1. When is it Too Old to Have a Baby?

Another post-menopausal woman (age 62), along with her 78 year old partner, has just given birth, making her Australia’s oldest mother, thanks to IVF. The Australian Medical Association has denounced this birth as “selfish and wrong” with no consideration for the child’s best interest. This is in addition to the considerable health risks for a woman of advanced maternal age and the baby she is carrying. IVF treatments in Australia are cut off for women at age 53 since that is the age of “natural menopause.” One expert said there is no legal barrier to seeking IVF at later ages, but to us it seems clear that doctors should refuse such requests.

2. Why do We Allow Incentives for Disconnecting Human Lives from Parents, Heritage, and History?

Speaking of smelling things down under, Australian officials at the National Health and Research Council are warning IVF clinics that they are not allowed to pay fixed prices for eggs and sperm. In Australia, those who donate their gametes are only allowed to have “reasonable expenses” reimbursed. Truly paying donors is seen as inducement, which under Australian federal law can be punished with up to 15 years of jail time. Unfortunately, however, the laws are not clear on what constitutes reasonable expenses. Pro-fertility-industry voices argue the demand for egg and sperm are high, so clinics are offering payment to meet the demand. Others point out that organ donors are not paid nor are people paid for blood donations. “Why then are we allowing IVF clinics to incentivise the relinquishment of sperm, eggs, and embryos, which equates to a human life being disconnected from their parents . . . cultural heritage [and] medical history.”

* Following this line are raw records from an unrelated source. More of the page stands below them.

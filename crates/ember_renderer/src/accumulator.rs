//! Running per-pixel radiance sums.

use ember_math::Color;

/// Per-pixel sum of radiance samples and the shared sample count.
///
/// The displayed value of a pixel is `sum / spp`: the plain mean of every
/// sample since the last [`Accumulator::clear`].
pub struct Accumulator {
    width: u32,
    height: u32,
    sums: Vec<Color>,
    spp: u32,
}

impl Accumulator {
    /// Create a zeroed accumulator.
    pub fn new(width: u32, height: u32) -> Self {
        Self {
            width,
            height,
            sums: vec![Color::ZERO; width as usize * height as usize],
            spp: 0,
        }
    }

    /// Zero every sum and the sample count.
    pub fn clear(&mut self) {
        self.sums.fill(Color::ZERO);
        self.spp = 0;
    }

    /// Start a pass: bump the sample count, return `1 / spp`.
    pub fn begin_pass(&mut self) -> f32 {
        self.spp += 1;
        1.0 / self.spp as f32
    }

    /// Add `sample` into `slot`. Non-finite samples are dropped and reported
    /// by returning `false`.
    #[inline]
    pub fn accumulate(slot: &mut Color, sample: Color) -> bool {
        if !sample.is_finite() {
            return false;
        }
        *slot += sample;
        true
    }

    pub fn spp(&self) -> u32 {
        self.spp
    }

    pub fn width(&self) -> u32 {
        self.width
    }

    pub fn height(&self) -> u32 {
        self.height
    }

    /// Raw sum at pixel index `idx`.
    pub fn sum(&self, idx: usize) -> Color {
        self.sums[idx]
    }

    /// Mean radiance at pixel index `idx` (zero before the first pass).
    pub fn mean(&self, idx: usize) -> Color {
        if self.spp == 0 {
            return Color::ZERO;
        }
        self.sums[idx] / self.spp as f32
    }

    pub fn sums(&self) -> &[Color] {
        &self.sums
    }

    pub(crate) fn sums_mut(&mut self) -> &mut [Color] {
        &mut self.sums
    }
}
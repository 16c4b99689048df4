//! ember renderer - CPU progressive path tracing.
//!
//! A Monte Carlo path tracer that refines the image one sample per pixel
//! per frame. The host owns the scene and calls [`FrameDriver::tick`] until
//! it returns [`FrameStatus::Finished`] or the user quits.

mod accumulator;
mod camera;
mod integrator;
mod renderer;
mod sampling;

pub use accumulator::Accumulator;
pub use camera::Camera;
pub use integrator::{Branch, PathTracer, MAX_DEPTH};
pub use renderer::{
    color_to_rgb, linear_to_gamma, rgb_bytes, FrameDriver, FrameStatus, RenderConfig,
    RenderReport, RunningTime,
};
pub use sampling::{diffuse_reflection, pixel_rng, reflect, refraction, IOR};

/// Re-export common math types from ember_math
pub use ember_math::{Color, Ray, Vec3};
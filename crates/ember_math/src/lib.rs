// Re-export glam for convenience
pub use glam::*;

// ember math types
mod interval;
mod ray;
pub use interval::Interval;
pub use ray::{Hit, Ray, EPSILON, FAR};

/// RGB radiance. Components are linear and unbounded above.
pub type Color = Vec3;
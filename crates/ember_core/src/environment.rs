//! Radiance arriving from outside the scene.
//!
//! Rays that escape every primitive read their radiance from an
//! [`Environment`]: a constant colour, a vertical gradient, or a lat-long
//! skydome image.

use std::f32::consts::PI;
use std::path::Path;

use ember_math::{Color, Vec3};
use image::DynamicImage;

use crate::scene::{SceneError, SceneResult};

/// Environment radiance as a function of direction.
#[derive(Debug, Clone)]
pub enum Environment {
    Constant(Color),
    Gradient { horizon: Color, zenith: Color },
    Skydome(Skydome),
}

impl Default for Environment {
    fn default() -> Self {
        Environment::Constant(Color::ZERO)
    }
}

impl Environment {
    /// Radiance seen along `direction`.
    pub fn sample(&self, direction: Vec3) -> Color {
        match self {
            Environment::Constant(color) => *color,
            Environment::Gradient { horizon, zenith } => {
                let unit_direction = direction.normalize_or_zero();
                let a = 0.5 * (unit_direction.y + 1.0);
                *horizon * (1.0 - a) + *zenith * a
            }
            Environment::Skydome(dome) => dome.sample(direction),
        }
    }
}

/// Lat-long radiance map in linear RGB.
#[derive(Clone, Debug)]
pub struct Skydome {
    width: u32,
    height: u32,
    texels: Vec<Color>,
    scale: f32,
}

impl Skydome {
    /// Build a skydome from row-major texels (top row = straight up).
    pub fn from_texels(width: u32, height: u32, texels: Vec<Color>) -> SceneResult<Self> {
        if width == 0 || height == 0 || texels.len() != width as usize * height as usize {
            return Err(SceneError::InvalidDescription(format!(
                "skydome needs {}x{} texels, got {}",
                width,
                height,
                texels.len()
            )));
        }
        Ok(Self {
            width,
            height,
            texels,
            scale: 1.0,
        })
    }

    /// Load a skydome image. HDR sources are kept linear, 8-bit sources are
    /// decoded from sRGB.
    pub fn load(path: &Path, scale: f32) -> SceneResult<Self> {
        let img = image::open(path)?;
        let (width, height) = (img.width(), img.height());

        let texels: Vec<Color> = match &img {
            DynamicImage::ImageRgb32F(_) | DynamicImage::ImageRgba32F(_) => img
                .to_rgb32f()
                .pixels()
                .map(|p| Color::new(p[0], p[1], p[2]))
                .collect(),
            _ => img
                .to_rgb8()
                .pixels()
                .map(|p| {
                    Color::new(
                        srgb_to_linear(p[0]),
                        srgb_to_linear(p[1]),
                        srgb_to_linear(p[2]),
                    )
                })
                .collect(),
        };

        log::info!(
            "Loaded skydome: {} ({}x{}, scale {})",
            path.display(),
            width,
            height,
            scale
        );

        Ok(Self::from_texels(width, height, texels)?.with_scale(scale))
    }

    /// Multiply every lookup by `scale`.
    pub fn with_scale(mut self, scale: f32) -> Self {
        self.scale = scale;
        self
    }

    /// Nearest-texel lookup for `direction` (need not be normalized).
    pub fn sample(&self, direction: Vec3) -> Color {
        let d = direction.normalize_or_zero();
        let u = 0.5 * (1.0 + d.x.atan2(-d.z) / PI);
        let v = d.y.clamp(-1.0, 1.0).acos() / PI;

        // `as` saturates, so NaN lands on texel 0 instead of panicking
        let x = ((u * self.width as f32) as u32).min(self.width - 1);
        let y = ((v * self.height as f32) as u32).min(self.height - 1);

        self.texels[y as usize * self.width as usize + x as usize] * self.scale
    }
}

/// Convert sRGB byte value to linear float.
fn srgb_to_linear(value: u8) -> f32 {
    let v = value as f32 / 255.0;
    if v <= 0.04045 {
        v / 12.92
    } else {
        ((v + 0.055) / 1.055).powf(2.4)
    }
}
//! Scene queries used by the integrator.
//!
//! The renderer only ever sees a scene through [`SceneQuery`]: nearest-hit
//! intersection, material lookup at a hit point, and environment radiance.
//! [`World`] is the concrete, read-only implementation.

use ember_math::{Color, Hit, Interval, Ray, Vec3};
use thiserror::Error;

use crate::environment::Environment;
use crate::material::Material;
use crate::primitive::{Object, Plane, Primitive, Sphere, Surface};

/// Errors that can occur while building a scene.
#[derive(Error, Debug)]
pub enum SceneError {
    #[error("IO error: {0}")]
    Io(#[from] std::io::Error),

    #[error("JSON error: {0}")]
    Json(#[from] serde_json::Error),

    #[error("Image decoding error: {0}")]
    Image(#[from] image::ImageError),

    #[error("Invalid scene description: {0}")]
    InvalidDescription(String),
}

/// Result type for scene operations.
pub type SceneResult<T> = Result<T, SceneError>;

/// Read-only scene interface.
///
/// Implementations must be safe to query from many render threads at once.
pub trait SceneQuery: Send + Sync {
    /// Nearest hit with `t` in `(0, ray.t_max)`, or `None` on a miss.
    fn intersect(&self, ray: &Ray) -> Option<Hit>;

    /// Material of object `obj_idx` at world-space `point`.
    fn material(&self, obj_idx: usize, point: Vec3) -> Material;

    /// Radiance arriving from `direction` when nothing is hit.
    fn sample_environment(&self, direction: Vec3) -> Color;
}

/// A flat list of objects plus an environment.
pub struct World {
    objects: Vec<Object>,
    environment: Environment,
}

impl World {
    /// Create an empty world.
    pub fn new(environment: Environment) -> Self {
        Self {
            objects: Vec::new(),
            environment,
        }
    }

    /// Add an object and return its index.
    ///
    /// Materials whose lobe probabilities do not partition `[0, 1]` are kept
    /// as-is, but logged.
    pub fn add(&mut self, shape: Primitive, surface: Surface) -> usize {
        for material in surface.materials() {
            if !material.is_valid() {
                log::warn!(
                    "Object {} has reflectivity {} + refraction {} outside [0, 1]; diffuse lobe is starved",
                    self.objects.len(),
                    material.reflectivity,
                    material.refraction
                );
            }
        }
        self.objects.push(Object::new(shape, surface));
        self.objects.len() - 1
    }

    /// Get the number of objects.
    pub fn len(&self) -> usize {
        self.objects.len()
    }

    /// Check if the world is empty.
    pub fn is_empty(&self) -> bool {
        self.objects.is_empty()
    }

    pub fn objects(&self) -> &[Object] {
        &self.objects
    }

    pub fn environment(&self) -> &Environment {
        &self.environment
    }

    /// The built-in scene: a checkered floor and back wall, a diffuse, a
    /// mirror and a glass sphere, lit by one spherical light under a sky
    /// gradient.
    pub fn cornell_spheres() -> Self {
        let mut world = World::new(Environment::Gradient {
            horizon: Color::new(0.6, 0.65, 0.7),
            zenith: Color::new(0.15, 0.25, 0.5),
        });

        // Floor at y = -1
        world.add(
            Primitive::Plane(Plane::new(Vec3::Y, 1.0)),
            Surface::Checker {
                a: Material::diffuse(Color::splat(0.8)),
                b: Material::diffuse(Color::splat(0.3)),
                scale: 1.0,
            },
        );
        // Back wall at z = -6
        world.add(
            Primitive::Plane(Plane::new(Vec3::Z, 6.0)),
            Surface::Solid(Material::diffuse(Color::new(0.7, 0.7, 0.6))),
        );
        world.add(
            Primitive::Sphere(Sphere::new(Vec3::new(-2.2, 0.0, -3.0), 1.0)),
            Surface::Solid(Material::diffuse(Color::new(0.8, 0.2, 0.2))),
        );
        world.add(
            Primitive::Sphere(Sphere::new(Vec3::new(0.0, 0.0, -4.0), 1.0)),
            Surface::Solid(Material::mirror(Color::splat(0.95), 0.9)),
        );
        world.add(
            Primitive::Sphere(Sphere::new(Vec3::new(2.2, 0.0, -3.0), 1.0)),
            Surface::Solid(Material::glass(Color::new(0.9, 1.0, 0.95), 0.95)),
        );
        // Light
        world.add(
            Primitive::Sphere(Sphere::new(Vec3::new(0.0, 4.0, -3.0), 1.0)),
            Surface::Solid(Material::light(Color::new(8.0, 8.0, 7.0))),
        );

        world
    }
}

impl SceneQuery for World {
    fn intersect(&self, ray: &Ray) -> Option<Hit> {
        let mut closest: Option<Hit> = None;
        let mut closest_so_far = ray.t_max;

        for (obj_idx, object) in self.objects.iter().enumerate() {
            if let Some((t, normal)) = object.shape.hit(ray, Interval::hit_range(closest_so_far)) {
                closest_so_far = t;
                closest = Some(Hit::new(t, normal, obj_idx));
            }
        }

        closest
    }

    fn material(&self, obj_idx: usize, point: Vec3) -> Material {
        match self.objects.get(obj_idx) {
            Some(object) => object.surface.material_at(point),
            None => {
                log::debug!("Material lookup for unknown object {}", obj_idx);
                Material::BLACK
            }
        }
    }

    fn sample_environment(&self, direction: Vec3) -> Color {
        self.environment.sample(direction)
    }
}
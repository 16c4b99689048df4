//! Random sampling and scattering directions.
//!
//! Every function takes its RNG explicitly; the renderer hands each
//! parallel row its own stream from [`pixel_rng`].

use std::collections::hash_map::DefaultHasher;
use std::f32::consts::PI;
use std::hash::{Hash, Hasher};

use ember_math::Vec3;
use rand::rngs::StdRng;
use rand::{Rng, RngCore, SeedableRng};

/// Index of refraction used for every dielectric.
pub const IOR: f32 = 1.5;

/// Uniform float in [0, 1).
#[inline]
pub fn random_f32(rng: &mut dyn RngCore) -> f32 {
    rng.gen::<f32>()
}

/// Independent RNG stream for one row of one frame.
pub fn pixel_rng(seed: u64, frame: u64, row: u32) -> StdRng {
    let mut hasher = DefaultHasher::new();
    (seed, frame, row).hash(&mut hasher);
    StdRng::seed_from_u64(hasher.finish())
}

/// Cosine-weighted direction on the hemisphere around unit normal `n`.
pub fn diffuse_reflection(rng: &mut dyn RngCore, n: Vec3) -> Vec3 {
    let r1 = 2.0 * PI * random_f32(rng);
    let r2 = random_f32(rng);
    let r2s = r2.sqrt();

    let (tangent, bitangent) = n.any_orthonormal_pair();
    let direction = tangent * (r1.cos() * r2s) + bitangent * (r1.sin() * r2s) + n * (1.0 - r2).sqrt();
    direction.normalize()
}

/// Reflect a vector about a normal.
#[inline]
pub fn reflect(d: Vec3, n: Vec3) -> Vec3 {
    d - 2.0 * d.dot(n) * n
}

/// Refracted direction of `d` through a surface with normal `n`.
///
/// `inside` selects the relative index (leaving vs. entering the medium).
/// The normal may face either way. Past the critical angle the mirror
/// direction is returned.
pub fn refraction(inside: bool, d: Vec3, n: Vec3) -> Vec3 {
    let eta = if inside { IOR } else { 1.0 / IOR };

    // Orient the normal against the incoming direction
    let n = if d.dot(n) < 0.0 { n } else { -n };
    let cos_i = -d.dot(n);
    let k = 1.0 - eta * eta * (1.0 - cos_i * cos_i);

    if k < 0.0 {
        return reflect(d, n);
    }
    (eta * d + (eta * cos_i - k.sqrt()) * n).normalize()
}

#[cfg(test)]
mod tests {
    use super::*;

    #[test]
    fn test_random_f32_range() {
        let mut rng = StdRng::seed_from_u64(42);
        for _ in 0..10_000 {
            let r = random_f32(&mut rng);
            assert!((0.0..1.0).contains(&r));
        }
    }

    #[test]
    fn test_pixel_rng_streams_differ() {
        let a = pixel_rng(1, 0, 0).next_u64();
        let b = pixel_rng(1, 0, 1).next_u64();
        let c = pixel_rng(1, 1, 0).next_u64();
        let again = pixel_rng(1, 0, 0).next_u64();

        assert_ne!(a, b);
        assert_ne!(a, c);
        assert_eq!(a, again);
    }

    #[test]
    fn test_diffuse_reflection_in_hemisphere() {
        let mut rng = StdRng::seed_from_u64(7);
        for n in [Vec3::Y, -Vec3::Z, Vec3::new(1.0, 1.0, 0.0).normalize()] {
            for _ in 0..2_000 {
                let r = diffuse_reflection(&mut rng, n);
                assert!((r.length() - 1.0).abs() < 1e-4);
                assert!(r.dot(n) >= -1e-6);
            }
        }
    }

    #[test]
    fn test_diffuse_reflection_is_cosine_weighted() {
        // E[cos] over a cosine-weighted hemisphere is 2/3
        let mut rng = StdRng::seed_from_u64(3);
        let n = Vec3::Z;
        let trials = 50_000;
        let mean: f32 = (0..trials)
            .map(|_| diffuse_reflection(&mut rng, n).dot(n))
            .sum::<f32>()
            / trials as f32;
        assert!((mean - 2.0 / 3.0).abs() < 0.01, "mean cos = {}", mean);
    }

    #[test]
    fn test_reflect() {
        let d = Vec3::new(1.0, -1.0, 0.0).normalize();
        let r = reflect(d, Vec3::Y);
        assert!((r - Vec3::new(1.0, 1.0, 0.0).normalize()).length() < 1e-6);
    }

    #[test]
    fn test_refraction_normal_incidence_passes_straight() {
        let d = -Vec3::Z;
        let entering = refraction(false, d, Vec3::Z);
        assert!((entering - d).length() < 1e-5);

        // Leaving through the far side, outward normal points along d
        let leaving = refraction(true, d, -Vec3::Z);
        assert!((leaving - d).length() < 1e-5);
    }

    #[test]
    fn test_refraction_bends_toward_normal_when_entering() {
        let d = Vec3::new(1.0, -1.0, 0.0).normalize();
        let r = refraction(false, d, Vec3::Y);

        assert!(r.y < 0.0);
        // sin(t) = sin(i) / IOR
        let sin_i = d.x;
        assert!((r.x - sin_i / IOR).abs() < 1e-5);
    }

    #[test]
    fn test_total_internal_reflection_from_inside() {
        // 60 degrees from the normal exceeds the ~41.8 degree critical angle
        let d = Vec3::new(60f32.to_radians().sin(), 60f32.to_radians().cos(), 0.0);
        let outward = Vec3::Y;
        let r = refraction(true, d, outward);

        assert!((r - reflect(d, outward)).length() < 1e-5);
        assert!(r.dot(outward) < 0.0);
    }
}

3. Dear Colorado: Death Doesn’t Cure Anything

Colorado was, thankfully, able to stop a bill seeking to legalize physician assisted suicide last year. Proponents of a Colorado End-of-Life Options Act have gathered signatures and are moving forward again. Our good friends at Not Dead Yet and ADAPT organized a protest at the Secretary of State’s office to make it clear that “Death doesn’t cure anything.” We will be watching developments in Colorado closely, and will help educate on and push back against this bad bill in whatever ways we can.  

4. Newsweek Fail

A brief piece from Newsweek provides an overview of both current and coming treatments for infertility, but makes absolutely no mention of the health risks, the unknowns, or the ethical questions that arise in any of them. All are treated simply as options available, which can simply be selected depending on need or desire. Such thin reporting is worse than unhelpful; it is misleading. There is much more involved, much more that deserves to be considered, as Dr. Brent Waters reminded us at this year’s Ramsey Dinner:

Ramsey foresaw much of this in his work on what was then the new reproductive technologies and breakthroughs in genetics that seemingly promised a day when parents could design more desirable children. Ramsey warned that it is perilous to transform the natural procreation of children into reproductive projects, for in the latter, offspring are effectively reduced to artifacts of the parents’ will; children are made rather than begotten.

Why is this perilous? Because the relationship between maker and made is far different than a relationship based on the equality of being, and of being only human. He warned that the value of humans cannot be increased by presumably making them more desirable, but rather, humans are to be cherished simply for who they are. Ramsey’s voice still beckons us to ponder how much further down the road of artifice should we travel.

5. Eggsploitation and Maggie’s Story Selected for Film Festival

Both of our films on the topic of egg donation — feature-length Eggsploitation and short film Maggie’s Storyhave been named Official Selections of the Silicon Valley International Film Festival. We could not have made and distributed these important films without your help and support, without you, our friends, standing by us and backing us. Now even more people will get to see these films and hear their messages on the health, safety, and other issues that arise with egg “donation.” THANK YOU!!